__YOUR OBJECTIVE__:
Whenever the word "only" shows up in a line of the data, copy that line.

** EXTRACTED MATERIAL follows **

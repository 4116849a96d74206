// SPDX-License-Identifier: Apache-2.0
// © James Ross Ω FLYING•ROBOTS <https://github.com/flyingrobots>

//! Tasks, frames and the schedules they carry.
//!
//! A [`Task`] is the atomic schedulable unit of the simulator. It lives in
//! exactly one container at a time (call stack, microtask queue or macrotask
//! queue) and moves between containers by value.
//!
//! Tasks are created from a [`TaskSpec`], which is the caller-facing payload:
//! a display name, where the work came from, and an ordered list of follow-up
//! [`Schedule`]s. When the engine executes a task, each schedule is
//! materialized into a fresh task and enqueued. This is how a promise callback
//! that queues another callback, or a `main` that calls `setTimeout`, is
//! expressed without running any user code.

use std::fmt;

/// Unique identifier for a task within one engine lifetime.
///
/// Ids are allocated from a counter that is part of the replayed engine state,
/// so replaying the same commands from `reset` yields the same ids.
#[repr(transparent)]
#[derive(Clone, Copy, PartialEq, Eq, PartialOrd, Ord, Hash, Debug)]
#[cfg_attr(feature = "serde", derive(serde::Serialize, serde::Deserialize))]
pub struct TaskId(pub u64);

impl TaskId {
    /// Returns the raw counter value.
    #[must_use]
    pub fn value(self) -> u64 {
        self.0
    }
}

impl fmt::Display for TaskId {
    fn fmt(&self, f: &mut fmt::Formatter<'_>) -> fmt::Result {
        write!(f, "#{}", self.0)
    }
}

/// Which container family a task belongs to. Immutable after creation.
#[derive(Clone, Copy, PartialEq, Eq, PartialOrd, Ord, Hash, Debug)]
#[cfg_attr(feature = "serde", derive(serde::Serialize, serde::Deserialize))]
#[cfg_attr(feature = "serde", serde(rename_all = "kebab-case"))]
pub enum TaskKind {
    /// A synchronous function call pushed directly onto the call stack.
    CallstackFrame,
    /// A job for the microtask queue (promise reactions, `queueMicrotask`).
    Microtask,
    /// A job for the macrotask queue (timers, I/O, events).
    Macrotask,
}

impl TaskKind {
    /// Stable kebab-case label.
    #[must_use]
    pub fn as_str(self) -> &'static str {
        match self {
            Self::CallstackFrame => "callstack-frame",
            Self::Microtask => "microtask",
            Self::Macrotask => "macrotask",
        }
    }

    pub(crate) fn tag(self) -> u8 {
        match self {
            Self::CallstackFrame => 0,
            Self::Microtask => 1,
            Self::Macrotask => 2,
        }
    }
}

impl fmt::Display for TaskKind {
    fn fmt(&self, f: &mut fmt::Formatter<'_>) -> fmt::Result {
        f.write_str(self.as_str())
    }
}

/// Microtask lane selector.
///
/// Real JavaScript engines have no microtask priorities; the high lane is a
/// teaching device. High-priority microtasks drain before normal ones within
/// the same drain phase. The field is carried on every task but only consulted
/// by the microtask queue.
#[derive(Clone, Copy, PartialEq, Eq, PartialOrd, Ord, Hash, Debug, Default)]
#[cfg_attr(feature = "serde", derive(serde::Serialize, serde::Deserialize))]
#[cfg_attr(feature = "serde", serde(rename_all = "kebab-case"))]
pub enum Priority {
    /// Regular FIFO lane.
    #[default]
    Normal,
    /// Drained ahead of the normal lane.
    High,
}

impl Priority {
    pub(crate) fn tag(self) -> u8 {
        match self {
            Self::Normal => 0,
            Self::High => 1,
        }
    }
}

/// Where a piece of work originated.
#[derive(Clone, Copy, PartialEq, Eq, PartialOrd, Ord, Hash, Debug, Default)]
#[cfg_attr(feature = "serde", derive(serde::Serialize, serde::Deserialize))]
#[cfg_attr(feature = "serde", serde(rename_all = "kebab-case"))]
pub enum TaskSource {
    /// A plain synchronous call.
    #[default]
    SyncCall,
    /// A promise reaction (`then`/`catch`/`finally`, `await` continuation).
    Promise,
    /// An explicit `queueMicrotask` call.
    QueueMicrotask,
    /// `setTimeout`/`setInterval`.
    Timer,
    /// An I/O completion callback.
    Io,
    /// A DOM or user event handler.
    Event,
}

impl TaskSource {
    /// Stable kebab-case label.
    #[must_use]
    pub fn as_str(self) -> &'static str {
        match self {
            Self::SyncCall => "sync-call",
            Self::Promise => "promise",
            Self::QueueMicrotask => "queue-microtask",
            Self::Timer => "timer",
            Self::Io => "io",
            Self::Event => "event",
        }
    }

    pub(crate) fn tag(self) -> u8 {
        match self {
            Self::SyncCall => 0,
            Self::Promise => 1,
            Self::QueueMicrotask => 2,
            Self::Timer => 3,
            Self::Io => 4,
            Self::Event => 5,
        }
    }
}

impl fmt::Display for TaskSource {
    fn fmt(&self, f: &mut fmt::Formatter<'_>) -> fmt::Result {
        f.write_str(self.as_str())
    }
}

/// A follow-up scheduled when the owning task executes.
#[derive(Clone, PartialEq, Eq, Debug)]
#[cfg_attr(feature = "serde", derive(serde::Serialize, serde::Deserialize))]
#[cfg_attr(feature = "serde", serde(tag = "kind", rename_all = "kebab-case"))]
pub enum Schedule {
    /// Enqueue a microtask.
    Microtask {
        /// Payload of the new microtask.
        task: TaskSpec,
        /// Lane the microtask is placed in.
        #[cfg_attr(feature = "serde", serde(default))]
        priority: Priority,
    },
    /// Enqueue a macrotask.
    Macrotask {
        /// Payload of the new macrotask.
        task: TaskSpec,
        /// Timer delay in milliseconds; orders the macrotask queue.
        #[cfg_attr(feature = "serde", serde(default))]
        delay: u64,
    },
}

impl Schedule {
    /// The payload this schedule will materialize.
    #[must_use]
    pub fn spec(&self) -> &TaskSpec {
        match self {
            Self::Microtask { task, .. } | Self::Macrotask { task, .. } => task,
        }
    }
}

/// Caller-facing description of a task, before an id is assigned.
#[derive(Clone, PartialEq, Eq, Debug, Default)]
#[cfg_attr(feature = "serde", derive(serde::Serialize, serde::Deserialize))]
pub struct TaskSpec {
    /// Display name (function name, callback label).
    pub name: String,
    /// Where the work came from.
    #[cfg_attr(feature = "serde", serde(default))]
    pub source: TaskSource,
    /// Optional free-form description shown in the UI.
    #[cfg_attr(feature = "serde", serde(default))]
    pub description: Option<String>,
    /// Follow-ups enqueued when this task executes, in order.
    #[cfg_attr(feature = "serde", serde(default))]
    pub schedules: Vec<Schedule>,
}

impl TaskSpec {
    /// A synchronous-call spec with no follow-ups.
    pub fn new(name: impl Into<String>) -> Self {
        Self {
            name: name.into(),
            ..Self::default()
        }
    }

    /// Sets the originating source.
    pub fn with_source(mut self, source: TaskSource) -> Self {
        self.source = source;
        self
    }

    /// Attaches a description.
    pub fn with_description(mut self, description: impl Into<String>) -> Self {
        self.description = Some(description.into());
        self
    }

    /// Appends a normal-priority microtask follow-up.
    pub fn then_microtask(self, task: TaskSpec) -> Self {
        self.then(Schedule::Microtask {
            task,
            priority: Priority::Normal,
        })
    }

    /// Appends a high-priority microtask follow-up.
    pub fn then_high_microtask(self, task: TaskSpec) -> Self {
        self.then(Schedule::Microtask {
            task,
            priority: Priority::High,
        })
    }

    /// Appends a macrotask follow-up with the given delay.
    pub fn then_macrotask(self, task: TaskSpec, delay: u64) -> Self {
        self.then(Schedule::Macrotask { task, delay })
    }

    /// Appends an arbitrary follow-up.
    pub fn then(mut self, schedule: Schedule) -> Self {
        self.schedules.push(schedule);
        self
    }

    /// Nesting depth of the follow-up tree (a spec with no follow-ups has depth 1).
    #[must_use]
    pub fn depth(&self) -> usize {
        1 + self
            .schedules
            .iter()
            .map(|s| s.spec().depth())
            .max()
            .unwrap_or(0)
    }
}

/// A scheduled unit of work with an assigned id.
///
/// Fields are private: kind, id and creation tick never change once the engine
/// has created the task.
#[derive(Clone, PartialEq, Eq, Debug)]
#[cfg_attr(feature = "serde", derive(serde::Serialize, serde::Deserialize))]
pub struct Task {
    id: TaskId,
    name: String,
    kind: TaskKind,
    priority: Priority,
    source: TaskSource,
    delay: Option<u64>,
    description: Option<String>,
    created_tick: u64,
    schedules: Vec<Schedule>,
}

impl Task {
    fn from_spec(
        id: TaskId,
        spec: TaskSpec,
        kind: TaskKind,
        priority: Priority,
        delay: Option<u64>,
        tick: u64,
    ) -> Self {
        Self {
            id,
            name: spec.name,
            kind,
            priority,
            source: spec.source,
            delay,
            description: spec.description,
            created_tick: tick,
            schedules: spec.schedules,
        }
    }

    /// Creates a call-stack frame.
    pub fn frame(id: TaskId, spec: TaskSpec, tick: u64) -> Self {
        Self::from_spec(id, spec, TaskKind::CallstackFrame, Priority::Normal, None, tick)
    }

    /// Creates a microtask in the given lane.
    pub fn microtask(id: TaskId, spec: TaskSpec, priority: Priority, tick: u64) -> Self {
        Self::from_spec(id, spec, TaskKind::Microtask, priority, None, tick)
    }

    /// Creates a macrotask with the given timer delay.
    pub fn macrotask(id: TaskId, spec: TaskSpec, delay: u64, tick: u64) -> Self {
        Self::from_spec(id, spec, TaskKind::Macrotask, Priority::Normal, Some(delay), tick)
    }

    /// Task id.
    pub fn id(&self) -> TaskId {
        self.id
    }

    /// Display name.
    pub fn name(&self) -> &str {
        &self.name
    }

    /// Container family.
    pub fn kind(&self) -> TaskKind {
        self.kind
    }

    /// Microtask lane.
    pub fn priority(&self) -> Priority {
        self.priority
    }

    /// Originating source.
    pub fn source(&self) -> TaskSource {
        self.source
    }

    /// Timer delay (macrotasks only).
    pub fn delay(&self) -> Option<u64> {
        self.delay
    }

    /// Optional description.
    pub fn description(&self) -> Option<&str> {
        self.description.as_deref()
    }

    /// Tick at which the task was created (its enqueue tick).
    pub fn created_tick(&self) -> u64 {
        self.created_tick
    }

    /// Follow-ups materialized when this task executes.
    pub fn schedules(&self) -> &[Schedule] {
        &self.schedules
    }
}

** End of EXTRACTED MATERIAL **

__EXERCISE RESPONSE__:
/// the same drain phase. The field is carried on every task but only consulted
    /// Timer delay (macrotasks only).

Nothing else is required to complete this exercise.